■ WORK REQUIRED ■
Examine the records and identify each line that includes the string "program". Copy those lines.

■ RECORDS FOR PROCESSING ■
_ _ _ _ _ _ _

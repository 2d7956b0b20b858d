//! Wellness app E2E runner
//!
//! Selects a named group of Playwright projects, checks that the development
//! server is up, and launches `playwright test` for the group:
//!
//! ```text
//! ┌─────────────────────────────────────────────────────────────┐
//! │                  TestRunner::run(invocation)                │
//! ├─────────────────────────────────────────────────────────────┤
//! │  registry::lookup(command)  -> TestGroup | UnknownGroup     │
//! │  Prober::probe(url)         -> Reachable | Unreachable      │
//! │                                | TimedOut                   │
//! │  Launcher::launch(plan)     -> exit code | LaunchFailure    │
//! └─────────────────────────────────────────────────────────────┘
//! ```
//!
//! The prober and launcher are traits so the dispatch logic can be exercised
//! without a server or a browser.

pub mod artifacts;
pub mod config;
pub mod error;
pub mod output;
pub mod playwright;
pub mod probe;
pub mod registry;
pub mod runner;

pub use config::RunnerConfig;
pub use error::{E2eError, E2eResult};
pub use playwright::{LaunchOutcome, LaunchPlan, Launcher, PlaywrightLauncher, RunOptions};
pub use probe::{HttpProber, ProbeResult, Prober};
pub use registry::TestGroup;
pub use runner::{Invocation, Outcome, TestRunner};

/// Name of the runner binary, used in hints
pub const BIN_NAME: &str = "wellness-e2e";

_ _ _ _ _ _ _

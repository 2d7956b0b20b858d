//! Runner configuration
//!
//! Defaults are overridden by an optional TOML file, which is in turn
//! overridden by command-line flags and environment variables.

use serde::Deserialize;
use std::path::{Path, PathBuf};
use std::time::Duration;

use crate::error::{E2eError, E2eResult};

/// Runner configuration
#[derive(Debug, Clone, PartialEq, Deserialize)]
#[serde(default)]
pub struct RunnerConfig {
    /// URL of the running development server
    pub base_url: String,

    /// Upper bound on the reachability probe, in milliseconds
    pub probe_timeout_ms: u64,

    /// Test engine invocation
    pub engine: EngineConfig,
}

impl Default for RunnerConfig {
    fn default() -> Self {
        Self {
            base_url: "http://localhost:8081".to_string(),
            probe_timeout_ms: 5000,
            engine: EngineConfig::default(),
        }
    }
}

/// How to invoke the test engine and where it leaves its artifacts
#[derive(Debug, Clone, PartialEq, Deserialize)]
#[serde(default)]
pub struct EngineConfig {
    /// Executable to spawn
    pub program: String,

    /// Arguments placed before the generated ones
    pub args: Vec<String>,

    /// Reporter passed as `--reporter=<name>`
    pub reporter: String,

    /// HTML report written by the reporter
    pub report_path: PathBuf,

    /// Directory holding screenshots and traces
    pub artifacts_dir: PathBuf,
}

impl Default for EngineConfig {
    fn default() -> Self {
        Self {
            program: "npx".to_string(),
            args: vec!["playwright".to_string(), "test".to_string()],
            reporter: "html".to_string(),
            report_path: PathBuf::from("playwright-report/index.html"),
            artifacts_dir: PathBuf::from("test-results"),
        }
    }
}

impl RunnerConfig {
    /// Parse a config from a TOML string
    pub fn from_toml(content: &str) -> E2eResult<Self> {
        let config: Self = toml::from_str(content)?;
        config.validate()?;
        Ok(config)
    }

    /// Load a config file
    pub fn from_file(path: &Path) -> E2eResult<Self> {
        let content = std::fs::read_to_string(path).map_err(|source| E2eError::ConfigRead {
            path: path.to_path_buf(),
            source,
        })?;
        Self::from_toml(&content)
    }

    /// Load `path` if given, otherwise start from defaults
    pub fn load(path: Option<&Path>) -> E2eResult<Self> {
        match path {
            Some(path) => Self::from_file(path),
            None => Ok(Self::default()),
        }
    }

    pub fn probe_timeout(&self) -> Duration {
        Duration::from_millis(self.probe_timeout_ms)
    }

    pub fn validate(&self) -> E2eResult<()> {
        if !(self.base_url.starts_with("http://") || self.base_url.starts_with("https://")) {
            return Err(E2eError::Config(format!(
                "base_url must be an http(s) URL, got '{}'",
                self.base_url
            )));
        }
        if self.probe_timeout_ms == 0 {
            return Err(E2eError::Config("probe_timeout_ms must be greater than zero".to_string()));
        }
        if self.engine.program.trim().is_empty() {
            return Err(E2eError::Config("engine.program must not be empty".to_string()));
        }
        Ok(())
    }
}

_ _ _ _ _ _ _

■ EXERCISE SOLUTION ■
    pub program: String,
            program: "npx".to_string(),
        if self.engine.program.trim().is_empty() {
            return Err(E2eError::Config("engine.program must not be empty".to_string()));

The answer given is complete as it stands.